Caution should be advised in patients receiving concomitant medications which could increase the risk of ulceration or bleeding, such as oral corticosteroids, or anticoagulants such as warfarin, selective serotonin-reuptake inhibitors or antiplatelet agents such as aspirin (see section 4.5).
When GI bleeding or ulceration occurs in patients receiving naproxen, the treatment should be withdrawn.
NSAIDs should be given with care to patients with a history of gastrointestinal diseases (ulcerative colitis, Crohn’s disease) as these conditions may be exacerbated (see section 4.8).
Haematological
Patients who have coagulation disorders or are receiving drug therapy that interferes with haemostasis should be carefully observed if naproxen-containing products are administered.

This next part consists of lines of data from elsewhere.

// Tenant-aware overdue sweep: cutoff handling, idempotence, isolation of
// failing tenants and rows, and the job run log.

#[path = "../helpers/mod.rs"]
mod helpers;

use actix_web::{test, web, App};
use chrono::Duration;
use commission_tracker::modules::installments::models::InstallmentStatus;
use commission_tracker::modules::installments::repositories::InstallmentRepository;
use commission_tracker::modules::installments::services::PaymentInput;
use commission_tracker::modules::jobs;
use commission_tracker::modules::jobs::models::{JobRun, JobStatus};
use commission_tracker::modules::jobs::services::{
    OverdueJobSettings, SummaryStatus, TriggerSource, OVERDUE_JOB_NAME,
};
use helpers::*;
use rust_decimal_macros::dec;

/// One plan for `agency_id`: installment 1 due 2025-03-01, installment 2 due 2025-06-01
async fn seed_plan(h: &Harness, agency_id: &str) -> (String, String, String) {
    let request = plan_request(
        dec!(2000),
        dec!(10),
        true,
        vec![
            schedule_entry(1, dec!(1000), date(2025, 3, 1)),
            schedule_entry(2, dec!(1000), date(2025, 6, 1)),
        ],
    );
    let snapshot = h.plans.create_plan(agency_id, request).await.unwrap();

    (
        snapshot.plan.id.clone(),
        snapshot.installments[0].id.clone(),
        snapshot.installments[1].id.clone(),
    )
}

// 2025-03-02 07:30 UTC is 17:30 in Brisbane (UTC+10), past a 17:00 cutoff
fn after_cutoff() -> chrono::DateTime<chrono::Utc> {
    utc(2025, 3, 2, 7, 30)
}

// 2025-03-02 06:30 UTC is 16:30 in Brisbane, before a 17:00 cutoff
fn before_cutoff() -> chrono::DateTime<chrono::Utc> {
    utc(2025, 3, 2, 6, 30)
}

#[tokio::test]
async fn test_past_due_installment_goes_overdue_after_cutoff() {
    let h = Harness::new(after_cutoff());
    h.store
        .add_agency(agency("agency-a", "Australia/Brisbane", 17))
        .await;
    let (_, due, later) = seed_plan(&h, "agency-a").await;

    let summary = h.job.run(TriggerSource::Scheduled).await.unwrap();

    assert_eq!(summary.status, SummaryStatus::Success);
    assert_eq!(summary.records_updated, 1);
    assert_eq!(summary.tenants_processed, 1);
    assert!(summary.errors.is_empty());
    assert_eq!(
        h.store.installment(&due).await.status,
        InstallmentStatus::Overdue
    );
    assert_eq!(
        h.store.installment(&later).await.status,
        InstallmentStatus::Pending
    );
    assert_eq!(h.events.names(), vec!["installment_overdue"]);
}

#[tokio::test]
async fn test_before_cutoff_leaves_installment_pending() {
    let h = Harness::new(before_cutoff());
    h.store
        .add_agency(agency("agency-a", "Australia/Brisbane", 17))
        .await;
    let (_, due, _) = seed_plan(&h, "agency-a").await;

    let summary = h.job.run(TriggerSource::Scheduled).await.unwrap();

    assert_eq!(summary.status, SummaryStatus::Success);
    assert_eq!(summary.records_updated, 0);
    assert_eq!(summary.tenants_processed, 0);
    assert_eq!(summary.tenants_skipped, 1);
    assert_eq!(
        h.store.installment(&due).await.status,
        InstallmentStatus::Pending
    );
}

#[tokio::test]
async fn test_due_today_is_not_overdue() {
    // 2025-03-01 08:00 UTC is 18:00 on the due date in Brisbane
    let h = Harness::new(utc(2025, 3, 1, 8, 0));
    h.store
        .add_agency(agency("agency-a", "Australia/Brisbane", 17))
        .await;
    let (_, due, _) = seed_plan(&h, "agency-a").await;

    let summary = h.job.run(TriggerSource::Scheduled).await.unwrap();

    assert_eq!(summary.records_updated, 0);
    assert_eq!(
        h.store.installment(&due).await.status,
        InstallmentStatus::Pending
    );
}

#[tokio::test]
async fn test_second_run_changes_nothing() {
    let h = Harness::new(after_cutoff());
    h.store
        .add_agency(agency("agency-a", "Australia/Brisbane", 17))
        .await;
    seed_plan(&h, "agency-a").await;
    seed_plan(&h, "agency-a").await;

    let first = h.job.run(TriggerSource::Scheduled).await.unwrap();
    h.clock.set(after_cutoff() + Duration::minutes(1));
    let second = h.job.run(TriggerSource::Scheduled).await.unwrap();

    assert_eq!(first.records_updated, 2);
    assert_eq!(second.status, SummaryStatus::Success);
    assert_eq!(second.records_updated, 0);
    assert_eq!(h.store.count_with_status(InstallmentStatus::Overdue).await, 2);
    assert_eq!(h.events.names().len(), 2);

    let runs = h.store.job_runs().await;
    assert_eq!(runs.len(), 2);
    assert!(runs.iter().all(|r| r.status == JobStatus::Success));
    assert_eq!(runs[0].records_updated, 2);
    assert_eq!(runs[1].records_updated, 0);
}

#[tokio::test]
async fn test_malformed_timezone_does_not_block_other_tenants() {
    let h = Harness::new(after_cutoff());
    h.store
        .add_agency(agency("agency-a", "Australia/Atlantis", 17))
        .await;
    h.store
        .add_agency(agency("agency-b", "Australia/Brisbane", 17))
        .await;
    let (_, a_due, _) = seed_plan(&h, "agency-a").await;
    let (_, b_due, _) = seed_plan(&h, "agency-b").await;

    let summary = h.job.run(TriggerSource::Scheduled).await.unwrap();

    assert_eq!(summary.status, SummaryStatus::Failed);
    assert_eq!(summary.tenants_processed, 1);
    assert_eq!(summary.records_updated, 1);
    assert_eq!(summary.errors.len(), 1);
    assert_eq!(summary.errors[0].agency_id, "agency-a");
    assert!(summary.errors[0].message.contains("Australia/Atlantis"));

    assert_eq!(
        h.store.installment(&b_due).await.status,
        InstallmentStatus::Overdue
    );
    assert_eq!(
        h.store.installment(&a_due).await.status,
        InstallmentStatus::Pending
    );

    let runs = h.store.job_runs().await;
    assert_eq!(runs[0].status, JobStatus::Failed);
    assert_eq!(runs[0].records_updated, 1);
    assert!(runs[0]
        .error_message
        .as_deref()
        .unwrap_or_default()
        .starts_with("agency-a:"));
}

#[tokio::test]
async fn test_storage_failure_in_one_tenant_is_isolated() {
    let h = Harness::new(after_cutoff());
    h.store
        .add_agency(agency("agency-a", "Australia/Brisbane", 17))
        .await;
    h.store
        .add_agency(agency("agency-b", "Australia/Brisbane", 17))
        .await;
    seed_plan(&h, "agency-a").await;
    let (_, b_due, _) = seed_plan(&h, "agency-b").await;
    h.store.fail_queries_for("agency-a").await;

    let summary = h.job.run(TriggerSource::Scheduled).await.unwrap();

    assert_eq!(summary.status, SummaryStatus::Failed);
    assert_eq!(summary.errors.len(), 1);
    assert_eq!(summary.errors[0].agency_id, "agency-a");
    assert_eq!(
        h.store.installment(&b_due).await.status,
        InstallmentStatus::Overdue
    );
}

#[tokio::test]
async fn test_bad_rows_are_skipped_not_fatal() {
    let h = Harness::new(after_cutoff());
    h.store
        .add_agency(agency("agency-a", "Australia/Brisbane", 17))
        .await;
    let (_, corrupt, _) = seed_plan(&h, "agency-a").await;
    let (_, failing, _) = seed_plan(&h, "agency-a").await;
    let (_, healthy, _) = seed_plan(&h, "agency-a").await;
    h.store.corrupt_row(&corrupt).await;
    h.store.fail_updates_for(&failing).await;

    let summary = h.job.run(TriggerSource::Scheduled).await.unwrap();

    assert_eq!(summary.status, SummaryStatus::Success);
    assert_eq!(summary.records_updated, 1);
    assert_eq!(summary.rows_failed, 2);
    assert_eq!(
        h.store.installment(&healthy).await.status,
        InstallmentStatus::Overdue
    );
    assert_eq!(
        h.store.installment(&failing).await.status,
        InstallmentStatus::Pending
    );
}

#[tokio::test]
async fn test_paid_and_cancelled_plans_are_not_swept() {
    let h = Harness::new(after_cutoff());
    h.store
        .add_agency(agency("agency-a", "Australia/Brisbane", 17))
        .await;
    let (_, paid, _) = seed_plan(&h, "agency-a").await;
    let (cancelled_plan, cancelled_due, _) = seed_plan(&h, "agency-a").await;

    h.plans
        .record_payment(
            "agency-a",
            &paid,
            PaymentInput {
                paid_date: date(2025, 3, 1),
                paid_amount: dec!(1000),
                notes: None,
            },
        )
        .await
        .unwrap();
    h.plans
        .cancel_plan("agency-a", &cancelled_plan)
        .await
        .unwrap();

    let summary = h.job.run(TriggerSource::Scheduled).await.unwrap();

    assert_eq!(summary.records_updated, 0);
    assert_eq!(h.store.installment(&paid).await.status, InstallmentStatus::Paid);
    assert_eq!(
        h.store.installment(&cancelled_due).await.status,
        InstallmentStatus::Cancelled
    );
}

#[tokio::test]
async fn test_tenants_follow_their_own_cutoff() {
    // 07:30 UTC: 17:30 in Brisbane, 20:30 in Auckland (NZDT), 02:30 in Toronto
    let h = Harness::new(after_cutoff());
    h.store
        .add_agency(agency("brisbane", "Australia/Brisbane", 17))
        .await;
    h.store
        .add_agency(agency("auckland", "Pacific/Auckland", 17))
        .await;
    h.store
        .add_agency(agency("toronto", "America/Toronto", 17))
        .await;
    let (_, brisbane_due, _) = seed_plan(&h, "brisbane").await;
    let (_, auckland_due, _) = seed_plan(&h, "auckland").await;
    let (_, toronto_due, _) = seed_plan(&h, "toronto").await;

    let summary = h.job.run(TriggerSource::Scheduled).await.unwrap();

    assert_eq!(summary.tenants_processed, 2);
    assert_eq!(summary.tenants_skipped, 1);
    assert_eq!(summary.records_updated, 2);
    assert_eq!(
        h.store.installment(&brisbane_due).await.status,
        InstallmentStatus::Overdue
    );
    assert_eq!(
        h.store.installment(&auckland_due).await.status,
        InstallmentStatus::Overdue
    );
    assert_eq!(
        h.store.installment(&toronto_due).await.status,
        InstallmentStatus::Pending
    );
}

#[tokio::test]
async fn test_fatal_failure_marks_run_failed() {
    let h = Harness::new(after_cutoff());
    h.store.fail_list_agencies().await;

    assert!(h.job.run(TriggerSource::Scheduled).await.is_err());

    let runs = h.store.job_runs().await;
    assert_eq!(runs.len(), 1);
    assert_eq!(runs[0].status, JobStatus::Failed);
    assert!(runs[0].completed_at.is_some());
}

fn running_run(id: u64, started_at: chrono::DateTime<chrono::Utc>) -> JobRun {
    JobRun {
        id,
        job_name: OVERDUE_JOB_NAME.to_string(),
        started_at,
        completed_at: None,
        status: JobStatus::Running,
        records_updated: 0,
        error_message: None,
        metadata: serde_json::json!({ "trigger": "scheduled" }),
    }
}

#[tokio::test]
async fn test_live_running_row_blocks_new_run() {
    let h = Harness::new(after_cutoff());
    h.store
        .insert_job_run(running_run(1, after_cutoff() - Duration::minutes(5)))
        .await;

    let summary = h
        .job
        .run(TriggerSource::Manual { force: true })
        .await
        .unwrap();

    assert_eq!(summary.status, SummaryStatus::Skipped);
    assert!(summary.run_id.is_none());
    assert_eq!(h.store.job_runs().await.len(), 1);
}

#[tokio::test]
async fn test_stuck_row_does_not_block_and_can_be_closed() {
    let h = Harness::new(after_cutoff());
    h.store
        .insert_job_run(running_run(1, after_cutoff() - Duration::hours(3)))
        .await;

    let summary = h.job.run(TriggerSource::Scheduled).await.unwrap();
    assert_eq!(summary.status, SummaryStatus::Success);
    assert_eq!(summary.run_id, Some(2));

    let stuck = h
        .runs
        .stuck_runs(OVERDUE_JOB_NAME, h.job.settings().stuck_after)
        .await
        .unwrap();
    assert_eq!(stuck.len(), 1);
    assert_eq!(stuck[0].id, 1);

    let closed = h.runs.mark_failed(1, "worker killed").await.unwrap();
    assert_eq!(closed.status, JobStatus::Failed);
    assert!(h
        .runs
        .stuck_runs(OVERDUE_JOB_NAME, h.job.settings().stuck_after)
        .await
        .unwrap()
        .is_empty());

    assert!(h.runs.mark_failed(1, "again").await.is_err());
}

#[tokio::test]
async fn test_manual_trigger_respects_recent_success() {
    let h = Harness::with_settings(after_cutoff(), OverdueJobSettings::default());
    h.store
        .add_agency(agency("agency-a", "Australia/Brisbane", 17))
        .await;
    seed_plan(&h, "agency-a").await;

    h.job.run(TriggerSource::Scheduled).await.unwrap();

    h.clock.set(after_cutoff() + Duration::minutes(10));
    let skipped = h
        .job
        .run(TriggerSource::Manual { force: false })
        .await
        .unwrap();
    assert_eq!(skipped.status, SummaryStatus::Skipped);

    let forced = h
        .job
        .run(TriggerSource::Manual { force: true })
        .await
        .unwrap();
    assert_eq!(forced.status, SummaryStatus::Success);
    assert_eq!(forced.records_updated, 0);

    h.clock.set(after_cutoff() + Duration::hours(2));
    let later = h
        .job
        .run(TriggerSource::Manual { force: false })
        .await
        .unwrap();
    assert_eq!(later.status, SummaryStatus::Success);
}

#[tokio::test]
async fn test_overlapping_runs_mark_each_installment_once() {
    let h = Harness::new(after_cutoff());
    h.store
        .add_agency(agency("agency-a", "Australia/Brisbane", 17))
        .await;
    let (_, due, _) = seed_plan(&h, "agency-a").await;
    let stale = h.store.installment(&due).await;

    let (first, second) = tokio::join!(
        h.job.run(TriggerSource::Scheduled),
        h.job.run(TriggerSource::Manual { force: true }),
    );
    let (first, second) = (first.unwrap(), second.unwrap());

    assert_eq!(first.records_updated + second.records_updated, 1);
    assert_eq!(h.events.names(), vec!["installment_overdue"]);
    assert_eq!(h.store.count_with_status(InstallmentStatus::Overdue).await, 1);
    assert!(h
        .store
        .job_runs()
        .await
        .iter()
        .all(|run| run.status != JobStatus::Running));

    // A sweep that loaded the row before another run updated it changes nothing
    assert!(!h.store.mark_overdue("agency-a", &stale).await.unwrap());
}

#[actix_web::test]
async fn test_trigger_endpoint_returns_summary() {
    let h = Harness::new(after_cutoff());
    h.store
        .add_agency(agency("agency-a", "Australia/Brisbane", 17))
        .await;
    seed_plan(&h, "agency-a").await;

    let app = test::init_service(
        App::new()
            .app_data(web::Data::new(h.job.clone()))
            .app_data(web::Data::new(h.runs.clone()))
            .service(web::scope("/api").configure(jobs::controllers::configure)),
    )
    .await;

    let req = test::TestRequest::post()
        .uri("/api/jobs/overdue-status/run?force=true")
        .to_request();
    let resp = test::call_service(&app, req).await;
    assert_eq!(resp.status(), 200);

    let body: serde_json::Value = test::read_body_json(resp).await;
    assert_eq!(body["status"], "success");
    assert_eq!(body["records_updated"], 1);
    assert_eq!(body["tenants_processed"], 1);
    assert!(body["errors"].as_array().unwrap().is_empty());

    let req = test::TestRequest::get()
        .uri("/api/jobs/overdue-status/runs/stuck")
        .to_request();
    let resp = test::call_service(&app, req).await;
    assert_eq!(resp.status(), 200);
    let body: serde_json::Value = test::read_body_json(resp).await;
    assert!(body.as_array().unwrap().is_empty());
}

Patients at high risk of bleeding or those on full anticoagulation therapy (e.g. dicoumarol derivatives) may be at increased risk of bleeding if given naproxen-containing products concurrently.
Anaphylactic (anaphylactoid) reactions
Hypersensitivity reactions may occur in susceptible individuals. Anaphylactic (anaphylactoid) reactions may occur both in patients with and without a history of hypersensitivity or exposure to aspirin, other non-steroidal anti-inflammatory drugs or naproxen-containing products. They may also occur in individuals with a history of angio-oedema, bronchospastic reactivity (e.g. asthma), rhinitis and nasal polyps.
Anaphylactoid reactions, like anaphylaxis, may have a fatal outcome.
Steroids
If steroid dosage is reduced or eliminated during therapy, the steroid dosage should be reduced slowly and the patients must be observed closely for any evidence of adverse effects, including adrenal insufficiency and exacerbation of symptoms of arthritis.
Ocular effects
Studies have not shown changes in the eye attributable to naproxen administration. In rare cases, adverse ocular disorders including papillitis, retrobulbar optic neuritis and papilloedema, have been reported in users of NSAIDs including naproxen, although a
cause-and-effect relationship cannot be established; accordingly, patients who develop visual disturbances during treatment with naproxen-containing products should have an ophthalmological examination.
SLE and mixed connective tissue disease:
In patients with systemic lupus erythematosus (SLE) and mixed connective tissue disorders there may be an increased risk of aseptic meningitis (see section 4.8).
Dermatological:
Serious skin reactions, some of them fatal, including exfoliative dermatitis, Stevens Johnson syndrome, and toxic epidermal necrolysis, have been reported very rarely in association with the use of nsaids (see section 4.8). Patients appear to be at highest risk for these reactions early in the course of the therapy: the onset of the reaction occurring in the majority of cases within the first month of treatment. Naproxen should be discontinued at the first appearance of skin risk, mucosal lesions, or any other sign of hypersensitivity.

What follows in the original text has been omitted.